Embryonic stem cells have the capacity for unlimited stem cell proliferation and the ability to differentiate into all the cell lineages derived from the three germinal layers. Questions about the molecular signals of pluripotency and self-renewal maintenance in vitro are still unanswered and are the key to clinical ES cell applications. We evaluated microsatellite marker instability in sequences located near genes known to be responsible for pluripotency and cell differentiation characteristics of ES cells.
Accumulation of DNA damage is observed during cellular stress responses. ES cells in long term cultures have shown genomic instability in response to environmental changes in the form of chromosomal abnormalities after more than 100 passages during in vitro maintenance [9-12]. Genomic instability in single tandem repeats create frame-shift mutations, and enhancer, or repressor modifications that could effect gene expression changes affecting cellular processes. This has been explored widely in tumorigenesis studies [26-30].
ES cells and tumors have common molecular pathways that maintain their cellular characteristics and functions [31-35]. Instability of a single tandem repeat located downstream or upstream of specific pluripotency and self-renewal genes is a reliable tool to characterize genomic stability during ES cell culture in vitro. It can be a potential biomarker to predict and evaluate pluripotency loss and uncontrolled cell differentiation processes during ES cell maintenance.
Our data suggest that instability in pluripotency and differentiation markers is a signal of balance between culture adaptation of ES cells and the differentiation process that is observed as morphological characteristics and genetic stability. H1 colonies became more irregular than did H7 colonies through culture passages. Colony irregularities are morphological signs of differentiation during cell culture and could be related to the DNA instability found in specific markers located near essential genes responsible for optimal ES cell functions. ES cells show low instability during early passages when compared to the mean frequencies of instability during middle and late passages. Several reports suggest that late passages significantly increase the frequency of chromosomal instability due to environmental signals from the in vitro system used to maintain ES cell lines in culture [9-12]. Our results support the idea that ES cell lines exhibit different adaptation processes, seen as genomic instability in early and middle passages as a part of cell adaptation in vitro. However, during later passages, chromosomal instability that enables maintenance of ES cell pluripotency occurs in some stem cell lines. Some studies report that the H1 ES cell line showed trisomy in chromosomes 12 and 17 at 144 passages [10,12,35]. In contrast, H7 ES cell line showed trisomy in chromosome 20 and translocation between chromosome 6 and 17 at passage 209 [10,12,35]. Apparently, chromosomal instability and single tandem repeat instability occur by independent processes that happen during longterm ES cell culture. H1 and H7 ES cell lines showed high rates of single tandem repeat instability during passages 27-28 and 42, but instability frequencies decreased at late passages (78-82 respectively) (Figure 3).

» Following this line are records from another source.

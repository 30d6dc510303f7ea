pub mod form;
pub mod lifecycle;
pub mod model;
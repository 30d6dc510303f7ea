pub mod api;
pub mod auction;
pub mod bidding;
pub mod config;
pub mod error;
pub mod handlers;
pub mod query;
pub mod session;
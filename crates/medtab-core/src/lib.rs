pub mod columns;
pub mod datetime;
pub mod dedupe;
pub mod io;
pub mod missing;
pub mod pipeline;

pub use columns::{
    clean_age, clean_blood_pressure, clean_gender, clean_insurance, clean_medical_notes,
    clean_patient_id, clean_temperature, clean_visit_date,
};
pub use datetime::{parse_flexible_date, to_iso_date};
pub use dedupe::drop_duplicate_visits;
pub use io::{load_dataset, save_dataset};
pub use missing::resolve_missing_values;
pub use pipeline::{CleaningPipeline, CleaningStep, build_default_pipeline, clean_table};
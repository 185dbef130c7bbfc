//! Dataset load/save.
//!
//! The only fatal error in the whole engine lives here: a missing input file
//! is reported before any pipeline work starts. Everything downstream is
//! total over whatever the CSV contained.

use std::fs;
use std::path::Path;

use anyhow::{Context, Result};
use tracing::info;

use medtab_model::{CellValue, MedTabError, Table};

/// Reads a delimited dataset into a table.
///
/// Cells are trimmed; empty cells become [`CellValue::Missing`]. Fails with
/// [`MedTabError::InputNotFound`] when the path does not exist.
pub fn load_dataset(path: &Path) -> Result<Table> {
    if !path.exists() {
        return Err(MedTabError::InputNotFound(path.to_path_buf()).into());
    }

    let mut reader = csv::ReaderBuilder::new()
        .has_headers(true)
        .flexible(true)
        .from_path(path)
        .with_context(|| format!("opening {}", path.display()))?;
    let headers: Vec<String> = reader
        .headers()
        .with_context(|| format!("reading header of {}", path.display()))?
        .iter()
        .map(|h| h.trim().to_string())
        .collect();

    let width = headers.len();
    let mut table = Table::new(headers);
    for record in reader.records() {
        let record = record.with_context(|| format!("reading record from {}", path.display()))?;
        let mut row = Vec::with_capacity(width);
        for idx in 0..width {
            let value = record.get(idx).unwrap_or("").trim();
            row.push(if value.is_empty() {
                CellValue::Missing
            } else {
                CellValue::Text(value.to_string())
            });
        }
        table.push_row(row);
    }

    info!(rows = table.height(), path = %path.display(), "dataset loaded");
    Ok(table)
}

/// Writes a table as CSV, creating parent directories as needed.
///
/// `Missing` serializes as the empty string.
pub fn save_dataset(table: &Table, path: &Path) -> Result<()> {
    if let Some(parent) = path.parent()
        && !parent.as_os_str().is_empty()
    {
        fs::create_dir_all(parent).with_context(|| format!("creating {}", parent.display()))?;
    }
    let mut writer =
        csv::Writer::from_path(path).with_context(|| format!("creating {}", path.display()))?;
    writer.write_record(&table.columns)?;
    for row in &table.rows {
        writer.write_record(row.iter().map(|cell| cell.to_output_string()))?;
    }
    writer.flush()?;
    info!(rows = table.height(), path = %path.display(), "dataset saved");
    Ok(())
}
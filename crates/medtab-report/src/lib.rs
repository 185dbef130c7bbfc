pub mod charts;
pub mod summary;

pub use charts::{CHART_FILES, render_all};
pub use summary::{category_counts, numeric_column, split_blood_pressure};
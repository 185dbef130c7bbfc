pub mod error;
pub mod schema;
pub mod table;

pub use error::{MedTabError, Result};
pub use schema::{Gender, columns};
pub use table::{CellValue, Table};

The key findings that emerged from this data included the failure of ES Cells to maintain pluripotency, tendency to differentiate, and epigenetic changes over passages. We identified twelve unstable markers localized near pluripotency, differentiation, chromatin assembly, and imprinting genes that play important roles during early embryogenesis. These genes are involved in specific cell signals that determine genetic and epigenetic modifications relevant to the ES cell: DNA transcription, cell cycle, cell differentiation, tissue specification, apoptosis, and DNA repair.
ES cell genes for pluripotency and self-renewal are actively expressed and are responsible for maintaining all characteristics of the ES cell. When genomic instability occurs around these specific genes, it could lead to loss of pluripotency and self-renewal in the ES cells. We found two unstable pluripotency markers in H1 ES cells; OCT4 and D1S551. OCT4 (POU class 5 homeobox 1) is a transcription factor that plays a role in embryonic development and has been identified as an important gene for ES cell pluripotency [36-38]. OCT4 is part of the ES cell gene network that regulates pluripotency by transcription regulation. OCT4, NANOG, and SOX2 are transcription factors that regulate themselves and bind common target developmental genes important for ES cell maintenance and embryonic development [37,39- 41]. D1S551 is located near a regulator of a G- protein signaling gene. G-proteins are involved in many cell signaling pathways [42-45]. In mouse ES cells, G- protein signaling is present during early neurogenesis and provides control of neuronal differentiation. Studies in mice and rats demonstrated that G- protein is a modulator of calcium channels, and gamma-aminobutyric acid (GABA), and opioid receptors [42,46].
Several reports have shown how gene expression changes occur during ES cell culture passages, but the exact mechanism is not clear [7,22]. Accumulation of DNA damage creates changes in gene expression that induce decline in cell function and loss of the cell’s integrity over time [3,7,8,22]. Long term culture and passages generate oxidative stress that is a source of DNA damage, apoptosis, and cell cycle defects [47-50]. For example, mouse ES cells, after exposure to ionizing radiation, show DNA damage that induces fibroblast cell differentiation [51,52]. Our results, show genomic instability could be a signal of gene expression deregulation. Early embryonic differentiation genes showed genomic instability in H1 ES cells over multiple passages. H1 ES cells cannot completely maintain pluripotency, whereas H7 ES cells can. Differentiation markers that showed instability in H1 ES cells were D2S134, D11S909, D18S63, and DXS981. Interestingly, these are specific markers located near to genes expressed during early embryonic neuroectoderm specialization [53-59]. D17S2180 and DXS1208 are related to endoderm and mesoderm specialization genes, respectively [60-64] (Table 5). In comparison to H7 ES cell unstable markers, D16S3091 is related to early mesoderm gene differentiation, D1S468 is a gene that promotes apoptosis, and D12S1682 is both an endoderm and mesoderm differentiation gene [65-67] (Table 5).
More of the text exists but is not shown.